Strona:PL Józef Ignacy Kraszewski-Macocha tom pierwszy 203.jpeg

Z Wikiźródeł, wolnej biblioteki
Ta strona została uwierzytelniona.

— W domu?
— Nie, jako żywom tam nie był. A po co? nie ma nic do wzięcia, wytrzymują wierzyciele i ledwie we dworze kąt wolny... Ale co tam o tem gadać!
— Gdzieżeś przecie bywał? ciekawie badała pani.
— Po świecie! tajemniczo odparł Poręba.
— I cóż? wróciłeś widzę z kwaśną miną, tak samo jak wyjeżdżałeś.
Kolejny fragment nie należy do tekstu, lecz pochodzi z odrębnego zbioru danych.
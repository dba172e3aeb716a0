//! Downstream events
//!
//! Published on a `tokio::sync::broadcast` channel. Delivery is at least
//! once from the consumer's point of view: a replayed trade write may repeat
//! an event, and a lagging receiver may miss some.

use serde::Serialize;
use uuid::Uuid;

use crate::trading_core::footprint::FootprintBar;
use crate::trading_core::trades::{ExitReason, Trade};
use crate::types::Side;

#[derive(Debug, Clone, Serialize)]
#[serde(tag = "type")]
pub enum EngineEvent {
    FootprintClosed(FootprintBar),
    TradeOpened(Trade),
    TradeClosed(Trade),
    StopUpdated {
        symbol: String,
        trade_id: Uuid,
        stop: f64,
        ts_ms: i64,
    },
    AddOn {
        symbol: String,
        trade_id: Uuid,
        price: f64,
        count: u32,
        ts_ms: i64,
    },
    /// A trade-state write exhausted its retries and was queued
    PersistenceDegraded { symbol: String, pending: usize },
}

/// Decision returned to the caller for a processed message
#[derive(Debug, Clone, PartialEq)]
pub enum TradeAction {
    Enter {
        symbol: String,
        side: Side,
        price: f64,
        stop: f64,
        target: f64,
    },
    Exit {
        symbol: String,
        side: Side,
        price: f64,
        pnl: f64,
        reason: ExitReason,
    },
    UpdateStop { symbol: String, new_stop: f64 },
    AddOn { symbol: String, side: Side, price: f64, count: u32 },
}

impl EngineEvent {
    /// Symbol the event belongs to
    pub fn symbol(&self) -> &str {
        match self {
            EngineEvent::FootprintClosed(bar) => &bar.symbol,
            EngineEvent::TradeOpened(t) | EngineEvent::TradeClosed(t) => &t.symbol,
            EngineEvent::StopUpdated { symbol, .. }
            | EngineEvent::AddOn { symbol, .. }
            | EngineEvent::PersistenceDegraded { symbol, .. } => symbol,
        }
    }
}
— Niekoniecznie, odparł rotmistrz kręcąc wąsa.
— Mówże przecie, abym się czego z twojej mowy dowiedziała! niecierpliwie przerwała jejmość coś zrobił?
— Co ja się mam spowiadać! zrobiłem com chciał i jak było potrzeba...
— Powieszże mi raz przecie?...
Rotmistrz się obejrzał dokoła ostrożnie i szepnął.
— Ludzi mam! ale uważajże... to od jejmości zależy wszystko... Przybędzie tu jeden szukać służby... My się z nim niby nie znamy. Nazywa się Jerzy Siwiński... niby to... bo nazwiska istotnego mówić nie potrzeba. Trzeba mu jakiekolwiek miejsce dać... We dworze i jejmości się zda mieć swojego człowieka, czy tak czy owak; a za tego ja ręczę... Drugiego, który się zowie Parawęsowski, trzeba chyba albo na plebanii umieścić, godziłby się na zakrystjana, choć tęgi chłop... a jak nie można, trzeba go będzie w miasteczku trzymać... To dwóch... gdyby potrzebny był trzeci... znajdzie się... gdy co do czego przyjdzie...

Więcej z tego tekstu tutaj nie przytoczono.